So wirkt sich die Digitalisierung auf Berggebiete aus
Das Staatssekretariat für Wirtschaft zeigt in einer Studie die Auswirkungen der Digitalisierung auf Berggebiete und den ländlichen Raum auf. Ein Problem ist die Verfügbarkeit qualifizierter Arbeitskräfte in den alpinen Tourismuszentren.
Das Forschungsbüro Infras hat eine Studie im Auftrag des Ressort Regional- und Raumordnungspolitik der Direktion für Standortförderung des Seco durchgeführt. Die Studie heisst Digitalisierung und Neue Regionalpolitik (NRP). Sie zeigt laut dem Staatssekretariat für Wirtschaft die Auswirkungen der Digitalisierung auf Berggebiete und den ländlichen Raum auf.

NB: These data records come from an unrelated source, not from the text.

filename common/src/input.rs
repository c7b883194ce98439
//! # Host List Input
//!
//! Reads the newline-delimited list of hostnames a scan is driven by.

use std::fs;
use std::path::Path;

use crate::error::InputError;
use crate::warn;

/// Reads `path` and returns one entry per non-blank line, in file order.
///
/// Surrounding whitespace (including `\r` from CRLF files) is removed.
/// Duplicates are kept; de-duplication is up to the caller. Lines that are
/// not valid UTF-8 are skipped with a single warning for the whole file.
pub fn read_lines(path: impl AsRef<Path>) -> Result<Vec<String>, InputError> {
    let path: &Path = path.as_ref();
    let content: Vec<u8> = fs::read(path).map_err(|source| InputError::Read {
        path: path.to_path_buf(),
        source,
    })?;

    let (hosts, skipped) = parse_lines(&content);
    if skipped > 0 {
        warn!(
            "Skipped {skipped} unreadable line(s) in '{}' (not valid UTF-8)",
            path.display()
        );
    }

    Ok(hosts)
}

/// Returns the usable lines and how many were dropped for bad encoding.
fn parse_lines(content: &[u8]) -> (Vec<String>, usize) {
    let mut hosts: Vec<String> = Vec::new();
    let mut skipped: usize = 0;

    for raw in content.split(|&b| b == b'\n') {
        let Ok(line) = std::str::from_utf8(raw) else {
            skipped += 1;
            continue;
        };
        let line: &str = line.trim();
        if !line.is_empty() {
            hosts.push(line.to_string());
        }
    }

    (hosts, skipped)
}

// ╔════════════════════════════════════════════╗
// ║ ████████╗███████╗███████╗████████╗███████╗ ║
// ║ ╚══██╔══╝██╔════╝██╔════╝╚══██╔══╝██╔════╝ ║
// ║    ██║   █████╗  ███████╗   ██║   ███████╗ ║
// ║    ██║   ██╔══╝  ╚════██║   ██║   ╚════██║ ║
// ║    ██║   ███████╗███████║   ██║   ███████║ ║
// ║    ╚═╝   ╚══════╝╚══════╝   ╚═╝   ╚══════╝ ║
// ╚════════════════════════════════════════════╝
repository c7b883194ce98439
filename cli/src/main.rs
mod commands;
mod terminal;

use bugscan_common::config::Config;
use commands::{CommandLine, Commands, pending, ping, sni};
use terminal::logging;

#[tokio::main]
async fn main() -> anyhow::Result<()> {
    let commands = CommandLine::parse_args();

    logging::init_logging();

    match commands.command {
        Commands::Ping(args) => {
            let cfg = Config::new(commands.threads, args.output.clone());
            ping::ping(args, &cfg).await
        }
        Commands::Sni(args) => {
            let cfg = Config::new(commands.threads, args.output.clone());
            sni::sni(args, &cfg).await
        }
        Commands::Direct => pending::pending("direct"),
        Commands::Proxy => pending::pending("proxy"),
        Commands::CdnSsl => pending::pending("cdn-ssl"),
    }
}
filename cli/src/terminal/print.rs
use bugscan_common::utils::format;
use bugscan_common::{config::Config, info, success, warn};
use bugscan_core::ScanSummary;
use colored::*;

use crate::terminal::{board, colors};

/// Prints the column titles and rule above the result rows.
pub fn table_header(host_title: &str) {
    let [titles, rule] = format::header(host_title);
    board::get_board().suspend(|| {
        println!("{titles}");
        println!("{rule}");
    });
}

pub fn summary(summary: &ScanSummary, cfg: &Config) {
    let found: ColoredString = format!("{} hosts", summary.successes.len()).green().bold();
    let total: ColoredString = summary.attempted.to_string().bold();
    let elapsed: ColoredString = format!("{:.2}s", summary.elapsed.as_secs_f64()).yellow();
    let sep: ColoredString = "─".repeat(3).color(colors::SEPARATOR);

    success!("{sep} Scan complete: {found} of {total} responded in {elapsed}");

    if summary.faulted > 0 {
        warn!("{} probes crashed and were skipped", summary.faulted);
    }

    if let Some(path) = &cfg.output
        && !summary.successes.is_empty()
    {
        info!("Results saved to {}", path.display().to_string().color(colors::ACCENT));
    }
}
//! Logging macros shared by every crate in the workspace.
//!
//! They forward to [`tracing`] so the binary decides how events are rendered.
//! `success!` uses its own target so the formatter can tell it apart from a
//! plain `info!`.

pub const SUCCESS_TARGET: &str = "bugscan::success";

#[macro_export]
macro_rules! info {
    ($($arg:tt)*) => {
        $crate::__tracing::info!($($arg)*)
    };
}

#[macro_export]
macro_rules! success {
    ($($arg:tt)*) => {
        $crate::__tracing::info!(target: "bugscan::success", $($arg)*)
    };
}

#[macro_export]
macro_rules! warn {
    ($($arg:tt)*) => {
        $crate::__tracing::warn!($($arg)*)
    };
}

#[macro_export]
macro_rules! error {
    ($($arg:tt)*) => {
        $crate::__tracing::error!($($arg)*)
    };
}
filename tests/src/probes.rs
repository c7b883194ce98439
mod integration;
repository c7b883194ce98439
//! TLS client setup for reachability probing.
//!
//! The handshake is used to observe whether a host answers under a given SNI,
//! not to establish trust, so certificate chains and names are never checked.
//! Handshake signatures are still verified against the presented key.

use std::io;
use std::sync::Arc;
use std::time::Duration;

use thiserror::Error;
use tokio::net::TcpStream;
use tokio::time::timeout;
use tokio_rustls::client::TlsStream;
use tokio_rustls::rustls::client::danger::{
    HandshakeSignatureValid, ServerCertVerified, ServerCertVerifier,
};
use tokio_rustls::rustls::crypto::{
    self, CryptoProvider, verify_tls12_signature, verify_tls13_signature,
};
use tokio_rustls::rustls::pki_types::{CertificateDer, ServerName, UnixTime};
use tokio_rustls::rustls::{self, ClientConfig, DigitallySignedStruct, SignatureScheme};
use tokio_rustls::TlsConnector;

#[derive(Debug, Error)]
pub enum TlsError {
    #[error("invalid TLS client configuration: {0}")]
    Config(#[from] rustls::Error),
    #[error("'{0}' is not a valid server name")]
    ServerName(String),
    #[error("TLS handshake timed out")]
    Timeout,
    #[error("TLS handshake failed: {0}")]
    Handshake(#[from] io::Error),
}

#[derive(Debug)]
struct AcceptAnyCertificate {
    provider: Arc<CryptoProvider>,
}

impl ServerCertVerifier for AcceptAnyCertificate {
    fn verify_server_cert(
        &self,
        _end_entity: &CertificateDer<'_>,
        _intermediates: &[CertificateDer<'_>],
        _server_name: &ServerName<'_>,
        _ocsp_response: &[u8],
        _now: UnixTime,
    ) -> Result<ServerCertVerified, rustls::Error> {
        Ok(ServerCertVerified::assertion())
    }

    fn verify_tls12_signature(
        &self,
        message: &[u8],
        cert: &CertificateDer<'_>,
        dss: &DigitallySignedStruct,
    ) -> Result<HandshakeSignatureValid, rustls::Error> {
        verify_tls12_signature(
            message,
            cert,
            dss,
            &self.provider.signature_verification_algorithms,
        )
    }

    fn verify_tls13_signature(
        &self,
        message: &[u8],
        cert: &CertificateDer<'_>,
        dss: &DigitallySignedStruct,
    ) -> Result<HandshakeSignatureValid, rustls::Error> {
        verify_tls13_signature(
            message,
            cert,
            dss,
            &self.provider.signature_verification_algorithms,
        )
    }

    fn supported_verify_schemes(&self) -> Vec<SignatureScheme> {
        self.provider
            .signature_verification_algorithms
            .supported_schemes()
    }
}

/// Builds a connector that accepts any server certificate.
///
/// Only the AEAD cipher suites of the ring provider are offered. Servers that
/// accept nothing but legacy CBC suites fail the handshake and are reported
/// as negatives.
pub fn insecure_connector() -> Result<TlsConnector, TlsError> {
    let provider: Arc<CryptoProvider> = Arc::new(crypto::ring::default_provider());
    let config: ClientConfig = ClientConfig::builder_with_provider(provider.clone())
        .with_safe_default_protocol_versions()?
        .dangerous()
        .with_custom_certificate_verifier(Arc::new(AcceptAnyCertificate { provider }))
        .with_no_client_auth();

    Ok(TlsConnector::from(Arc::new(config)))
}

/// Runs a client handshake over `stream` presenting `server_name`, bounded by `limit`.
///
/// Dropping the handshake future on timeout cancels it and closes the socket.
pub async fn handshake(
    connector: &TlsConnector,
    stream: TcpStream,
    server_name: &str,
    limit: Duration,
) -> Result<TlsStream<TcpStream>, TlsError> {
    let name: ServerName<'static> = ServerName::try_from(server_name.to_string())
        .map_err(|_| TlsError::ServerName(server_name.to_string()))?;

    match timeout(limit, connector.connect(name, stream)).await {
        Ok(Ok(tls_stream)) => Ok(tls_stream),
        Ok(Err(e)) => Err(TlsError::Handshake(e)),
        Err(_elapsed) => Err(TlsError::Timeout),
    }
}
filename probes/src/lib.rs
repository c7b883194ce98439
//! # Scan Modes
//!
//! Concrete [`Probe`](bugscan_core::Probe) implementations:
//!
//! * [`ping`]: plain TCP connect to `host:port`.
//! * [`sni`]: TCP connect to `host:443` followed by a TLS handshake that
//!   presents the host as SNI, with certificate checks disabled.
//!
//! Jobs for both modes carry the hostname as a `String` payload.

pub mod dial;
pub mod ping;
pub mod sni;
pub mod tls;

pub use ping::{PingOptions, PingProbe};
pub use sni::{SniOptions, SniProbe};
//! Twitter/X platform adapter
//!
//! Posts through the v2 tweet endpoint. This is the only adapter with a
//! write side effect: short-lived OAuth2 tokens are refreshed ahead of
//! expiry and persisted back onto the connection record. Images go through
//! the legacy v1.1 media upload endpoint; a failed upload degrades the tweet
//! to text-only.

use async_trait::async_trait;
use base64::{engine::general_purpose::STANDARD as BASE64, Engine};
use reqwest::Client;
use serde::Deserialize;
use serde_json::json;
use tracing::{debug, warn};

use crate::config::TwitterConfig;
use crate::db::Database;
use crate::error::{PlatformError, Result};
use crate::types::{Platform, PlatformConnection, Post};

use super::PlatformAdapter;

const TWEETS_URL: &str = "https://api.twitter.com/2/tweets";
const TOKEN_URL: &str = "https://api.twitter.com/2/oauth2/token";
const MEDIA_UPLOAD_URL: &str = "https://upload.twitter.com/1.1/media/upload.json";

/// Refresh when the token expires within this leeway.
const TOKEN_REFRESH_LEEWAY_SECS: i64 = 5 * 60;

#[derive(Debug, Deserialize)]
struct TweetResponse {
    data: Option<TweetData>,
    errors: Option<Vec<TweetError>>,
}

#[derive(Debug, Deserialize)]
struct TweetData {
    id: String,
}

#[derive(Debug, Deserialize)]
struct TweetError {
    message: String,
}

#[derive(Debug, Deserialize)]
struct TokenResponse {
    access_token: Option<String>,
    refresh_token: Option<String>,
    expires_in: Option<i64>,
    error: Option<String>,
    error_description: Option<String>,
}

#[derive(Debug, Deserialize)]
struct MediaUploadResponse {
    media_id_string: Option<String>,
}

pub struct TwitterAdapter {
    http: Client,
    db: Database,
    oauth: TwitterConfig,
}

impl TwitterAdapter {
    pub fn new(http: Client, db: Database, oauth: TwitterConfig) -> Self {
        Self { http, db, oauth }
    }

    /// Exchange the stored refresh token for a fresh access token and
    /// persist the rotated credentials.
    async fn refresh_token(&self, connection: &PlatformConnection) -> Result<String> {
        let refresh_token = connection.refresh_token.as_deref().ok_or_else(|| {
            PlatformError::Authentication("No refresh token available for Twitter".to_string())
        })?;

        let (client_id, client_secret) = match (&self.oauth.client_id, &self.oauth.client_secret) {
            (Some(id), Some(secret)) => (id.as_str(), secret.as_str()),
            _ => {
                return Err(PlatformError::Authentication(
                    "Twitter client credentials not configured".to_string(),
                )
                .into())
            }
        };

        let basic = BASE64.encode(format!("{}:{}", client_id, client_secret));

        let response = self
            .http
            .post(TOKEN_URL)
            .header("Authorization", format!("Basic {}", basic))
            .form(&[
                ("grant_type", "refresh_token"),
                ("refresh_token", refresh_token),
                ("client_id", client_id),
            ])
            .send()
            .await
            .map_err(|e| PlatformError::Network(format!("Twitter token refresh failed: {}", e)))?;

        let body: TokenResponse = response.json().await.map_err(|e| {
            PlatformError::Network(format!("Twitter token response unreadable: {}", e))
        })?;

        if let Some(error) = body.error {
            let detail = body.error_description.unwrap_or(error);
            return Err(PlatformError::Authentication(detail).into());
        }

        let access_token = body.access_token.ok_or_else(|| {
            PlatformError::Authentication("Twitter refresh returned no access token".to_string())
        })?;

        let expires_at = chrono::Utc::now().timestamp() + body.expires_in.unwrap_or(7_200);
        let new_refresh = body.refresh_token.as_deref().or(Some(refresh_token));

        self.db
            .update_connection_tokens(&connection.id, &access_token, new_refresh, expires_at)
            .await?;

        debug!(connection_id = %connection.id, "refreshed Twitter token");
        Ok(access_token)
    }

    /// Upload image bytes via the legacy endpoint; returns the media id.
    async fn upload_media(&self, access_token: &str, image_url: &str) -> Result<String> {
        let image = self
            .http
            .get(image_url)
            .send()
            .await
            .map_err(|e| PlatformError::Network(format!("image fetch failed: {}", e)))?
            .bytes()
            .await
            .map_err(|e| PlatformError::Network(format!("image fetch unreadable: {}", e)))?;

        let response = self
            .http
            .post(MEDIA_UPLOAD_URL)
            .bearer_auth(access_token)
            .form(&[("media_data", BASE64.encode(&image))])
            .send()
            .await
            .map_err(|e| PlatformError::Network(format!("Twitter media upload failed: {}", e)))?;

        if !response.status().is_success() {
            let status = response.status();
            let detail = response.text().await.unwrap_or_default();
            return Err(PlatformError::Posting(format!(
                "Twitter media upload rejected ({}): {}",
                status, detail
            ))
            .into());
        }

        let body: MediaUploadResponse = response.json().await.map_err(|e| {
            PlatformError::Network(format!("Twitter media response unreadable: {}", e))
        })?;

        body.media_id_string.ok_or_else(|| {
            PlatformError::Posting("Twitter media response missing media id".to_string()).into()
        })
    }
}

#[async_trait]
impl PlatformAdapter for TwitterAdapter {
    fn kind(&self) -> Platform {
        Platform::Twitter
    }

    async fn publish(
        &self,
        post: &Post,
        message: &str,
        connection: &PlatformConnection,
    ) -> Result<String> {
        let now = chrono::Utc::now().timestamp();

        let access_token = match connection.token_expires_at {
            Some(expires_at) if expires_at - now < TOKEN_REFRESH_LEEWAY_SECS => {
                self.refresh_token(connection).await?
            }
            _ => connection.access_token.clone(),
        };

        let media_id = match &post.image_url {
            Some(image_url) => match self.upload_media(&access_token, image_url).await {
                Ok(id) => Some(id),
                Err(e) => {
                    warn!(post_id = %post.id, error = %e, "Twitter media upload failed, posting text-only");
                    None
                }
            },
            None => None,
        };

        let body = match &media_id {
            Some(id) => json!({ "text": message, "media": { "media_ids": [id] } }),
            None => json!({ "text": message }),
        };

        let response = self
            .http
            .post(TWEETS_URL)
            .bearer_auth(&access_token)
            .json(&body)
            .send()
            .await
            .map_err(|e| PlatformError::Network(format!("Twitter request failed: {}", e)))?;

        let text = response
            .text()
            .await
            .map_err(|e| PlatformError::Network(format!("Twitter response unreadable: {}", e)))?;

        let parsed: TweetResponse = serde_json::from_str(&text).unwrap_or(TweetResponse {
            data: None,
            errors: None,
        });

        if let Some(errors) = parsed.errors {
            if let Some(first) = errors.first() {
                return Err(
                    PlatformError::Posting(format!("Twitter API Error: {}", first.message)).into(),
                );
            }
        }

        parsed
            .data
            .map(|d| d.id)
            .ok_or_else(|| {
                PlatformError::Posting(format!("Twitter unexpected response: {}", text)).into()
            })
    }
}

#[cfg(test)]
mod tests {
    use super::*;

    #[test]
    fn test_tweet_response_success_shape() {
        let body: TweetResponse =
            serde_json::from_str(r#"{"data": {"id": "1790000000000000001", "text": "hi"}}"#)
                .unwrap();
        assert_eq!(body.data.unwrap().id, "1790000000000000001");
    }

    #[test]
    fn test_tweet_response_error_shape() {
        let body: TweetResponse = serde_json::from_str(
            r#"{"errors": [{"message": "You are not allowed to create a Tweet with duplicate content."}]}"#,
        )
        .unwrap();
        assert_eq!(
            body.errors.unwrap()[0].message,
            "You are not allowed to create a Tweet with duplicate content."
        );
    }

    #[test]
    fn test_token_response_shapes() {
        let ok: TokenResponse = serde_json::from_str(
            r#"{"access_token": "t2", "refresh_token": "r2", "expires_in": 7200, "token_type": "bearer"}"#,
        )
        .unwrap();
        assert_eq!(ok.access_token.as_deref(), Some("t2"));
        assert_eq!(ok.expires_in, Some(7200));

        let err: TokenResponse = serde_json::from_str(
            r#"{"error": "invalid_request", "error_description": "Value passed for the token was invalid."}"#,
        )
        .unwrap();
        assert_eq!(
            err.error_description.as_deref(),
            Some("Value passed for the token was invalid.")
        );
    }

    #[test]
    fn test_refresh_leeway_boundary() {
        let now = 1_700_000_000;
        // Expiring in 4 minutes: refresh. Expiring in 10: keep the token.
        assert!(now + 240 - now < TOKEN_REFRESH_LEEWAY_SECS);
        assert!(now + 600 - now >= TOKEN_REFRESH_LEEWAY_SECS);
    }
}
//! Configuration management for Cadence
//!
//! Configuration is a plain TOML file merged once at load time with a small
//! set of environment variables for secrets. Components receive the resolved
//! config object at construction; nothing reads the environment afterwards.

use serde::{Deserialize, Serialize};
use std::path::PathBuf;

use crate::error::{ConfigError, Result};

/// Which AI text provider to use for content generation.
#[derive(Debug, Clone, Copy, Serialize, Deserialize, PartialEq, Eq)]
#[serde(rename_all = "lowercase")]
pub enum ContentProviderKind {
    Gemini,
    Anthropic,
}

/// Which image provider to use for image generation.
#[derive(Debug, Clone, Copy, Serialize, Deserialize, PartialEq, Eq)]
#[serde(rename_all = "lowercase")]
pub enum ImageProviderKind {
    Huggingface,
    Pollinations,
}

#[derive(Debug, Clone, Serialize, Deserialize)]
#[serde(default)]
pub struct Config {
    pub database: DatabaseConfig,
    pub cron: CronConfig,
    pub ai: AiConfig,
    pub images: ImageConfig,
    pub publishing: PublishingConfig,
    pub twitter: TwitterConfig,
}

#[derive(Debug, Clone, Serialize, Deserialize)]
#[serde(default)]
pub struct DatabaseConfig {
    pub path: String,
}

impl Default for DatabaseConfig {
    fn default() -> Self {
        Self {
            path: "~/.local/share/cadence/cadence.db".to_string(),
        }
    }
}

#[derive(Debug, Clone, Serialize, Deserialize)]
#[serde(default)]
pub struct CronConfig {
    /// Shared secret the trigger endpoints compare against
    /// `Authorization: Bearer <secret>`.
    pub secret: Option<String>,
    pub bind: String,
}

impl Default for CronConfig {
    fn default() -> Self {
        Self {
            secret: None,
            bind: "127.0.0.1:8686".to_string(),
        }
    }
}

#[derive(Debug, Clone, Serialize, Deserialize)]
#[serde(default)]
pub struct AiConfig {
    pub provider: ContentProviderKind,
    pub gemini_api_key: Option<String>,
    pub anthropic_api_key: Option<String>,
    pub image_provider: ImageProviderKind,
    pub huggingface_token: Option<String>,
}

impl Default for AiConfig {
    fn default() -> Self {
        Self {
            provider: ContentProviderKind::Gemini,
            gemini_api_key: None,
            anthropic_api_key: None,
            image_provider: ImageProviderKind::Pollinations,
            huggingface_token: None,
        }
    }
}

#[derive(Debug, Clone, Serialize, Deserialize)]
#[serde(default)]
pub struct ImageConfig {
    /// Directory generated images are written into.
    pub dir: String,
    /// Public base URL prefixed onto stored image file names. When unset,
    /// stored images are referenced by filesystem path.
    pub base_url: Option<String>,
}

impl Default for ImageConfig {
    fn default() -> Self {
        Self {
            dir: "~/.local/share/cadence/images".to_string(),
            base_url: None,
        }
    }
}

#[derive(Debug, Clone, Serialize, Deserialize)]
#[serde(default)]
pub struct PublishingConfig {
    /// Maximum posts published per owner and platform in a trailing hour.
    pub max_posts_per_hour: u32,
    /// Failed posts are retried while `retry_count` stays under this bound.
    pub max_retries: u32,
    /// Failed posts older than this are no longer retried.
    pub retry_window_hours: u32,
    /// Batch size for one retry scan.
    pub retry_batch: u32,
    /// Batch size for opportunistic image backfill per publish scan.
    pub image_backfill_batch: u32,
}

impl Default for PublishingConfig {
    fn default() -> Self {
        Self {
            max_posts_per_hour: 5,
            max_retries: 3,
            retry_window_hours: 24,
            retry_batch: 10,
            image_backfill_batch: 5,
        }
    }
}

/// OAuth2 client used by the Twitter adapter's token refresh exchange.
#[derive(Debug, Clone, Default, Serialize, Deserialize)]
#[serde(default)]
pub struct TwitterConfig {
    pub client_id: Option<String>,
    pub client_secret: Option<String>,
}

impl Default for Config {
    fn default() -> Self {
        Self {
            database: DatabaseConfig::default(),
            cron: CronConfig::default(),
            ai: AiConfig::default(),
            images: ImageConfig::default(),
            publishing: PublishingConfig::default(),
            twitter: TwitterConfig::default(),
        }
    }
}

impl Config {
    /// Load configuration from the default location, falling back to
    /// defaults when no config file exists yet.
    pub fn load() -> Result<Self> {
        let config_path = resolve_config_path()?;
        let mut config = if config_path.exists() {
            Self::load_from_path(&config_path)?
        } else {
            Self::default()
        };
        config.apply_env_overrides();
        Ok(config)
    }

    /// Load configuration from a specific path
    pub fn load_from_path(path: &PathBuf) -> Result<Self> {
        let content = std::fs::read_to_string(path).map_err(ConfigError::ReadError)?;
        let config: Config = toml::from_str(&content).map_err(ConfigError::ParseError)?;
        Ok(config)
    }

    /// Merge secrets from the environment into unset fields.
    fn apply_env_overrides(&mut self) {
        merge_env(&mut self.cron.secret, "CADENCE_CRON_SECRET");
        merge_env(&mut self.ai.gemini_api_key, "GEMINI_API_KEY");
        merge_env(&mut self.ai.anthropic_api_key, "ANTHROPIC_API_KEY");
        merge_env(&mut self.ai.huggingface_token, "HUGGINGFACE_TOKEN");
        merge_env(&mut self.twitter.client_id, "TWITTER_CLIENT_ID");
        merge_env(&mut self.twitter.client_secret, "TWITTER_CLIENT_SECRET");
    }

    /// The cron shared secret, required before any trigger endpoint may run.
    pub fn cron_secret(&self) -> Result<&str> {
        self.cron
            .secret
            .as_deref()
            .ok_or_else(|| ConfigError::MissingField("cron.secret".to_string()).into())
    }
}

fn merge_env(slot: &mut Option<String>, var: &str) {
    if slot.is_none() {
        if let Ok(value) = std::env::var(var) {
            if !value.is_empty() {
                *slot = Some(value);
            }
        }
    }
}

/// Resolve the configuration file path following XDG Base Directory spec
pub fn resolve_config_path() -> Result<PathBuf> {
    if let Ok(path) = std::env::var("CADENCE_CONFIG") {
        return Ok(PathBuf::from(shellexpand::tilde(&path).to_string()));
    }

    let config_dir = dirs::config_dir()
        .ok_or_else(|| ConfigError::MissingField("config directory".to_string()))?;

    Ok(config_dir.join("cadence").join("config.toml"))
}

#[cfg(test)]
mod tests {
    use super::*;

    #[test]
    fn test_defaults() {
        let config = Config::default();
        assert_eq!(config.publishing.max_posts_per_hour, 5);
        assert_eq!(config.publishing.max_retries, 3);
        assert_eq!(config.publishing.retry_window_hours, 24);
        assert_eq!(config.ai.provider, ContentProviderKind::Gemini);
        assert_eq!(config.ai.image_provider, ImageProviderKind::Pollinations);
        assert!(config.cron.secret.is_none());
    }

    #[test]
    fn test_parse_partial_toml() {
        let toml = r#"
[database]
path = "/tmp/test.db"

[ai]
provider = "anthropic"
anthropic_api_key = "sk-test"

[publishing]
max_posts_per_hour = 2
"#;
        let config: Config = toml::from_str(toml).unwrap();
        assert_eq!(config.database.path, "/tmp/test.db");
        assert_eq!(config.ai.provider, ContentProviderKind::Anthropic);
        assert_eq!(config.publishing.max_posts_per_hour, 2);
        // Unspecified sections keep their defaults.
        assert_eq!(config.publishing.max_retries, 3);
        assert_eq!(config.cron.bind, "127.0.0.1:8686");
    }

    #[test]
    fn test_cron_secret_missing_is_config_error() {
        let config = Config::default();
        let err = config.cron_secret().unwrap_err();
        assert!(format!("{}", err).contains("cron.secret"));
    }

    #[test]
    fn test_cron_secret_present() {
        let mut config = Config::default();
        config.cron.secret = Some("s3cret".to_string());
        assert_eq!(config.cron_secret().unwrap(), "s3cret");
    }

    #[test]
    fn test_provider_kind_parse() {
        let kind: ContentProviderKind = serde_json::from_str(r#""gemini""#).unwrap();
        assert_eq!(kind, ContentProviderKind::Gemini);

        let kind: ImageProviderKind = serde_json::from_str(r#""huggingface""#).unwrap();
        assert_eq!(kind, ImageProviderKind::Huggingface);
    }
}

Chancen in diesen Regionen seien neue Vertriebskanäle und Vernetzungsmöglichkeiten, etwa mit Unternehmen und Forschungseinrichtungen in den Zentren. Risiken zeigen sich bei der Verfügbarkeit qualifizierter Arbeitskräfte, besonders in peripheren Gebieten und den alpinen Tourismuszentren.
Die Ergebnisse der Studie sollen in die Botschaft zur Standortförderung einfliessen, wie es in einer Mitteilung heisst. Das Seco wolle Digitalisierungsprojekte fördern und Firmen für die Herausforderungen der digitalen Transformation sensibilisieren.
Die neue Regionalpolitik ist ein Förderinstrument des Bundes zur wirtschaftlichen Stärkung der Berggebiete, der weiteren ländlichen Räume und der Grenzregionen. Der Bund vergibt im Rahmen der NRP Finanzbeiträge und Darlehen, vorwiegend in den Bereichen Industrie und Tourismus.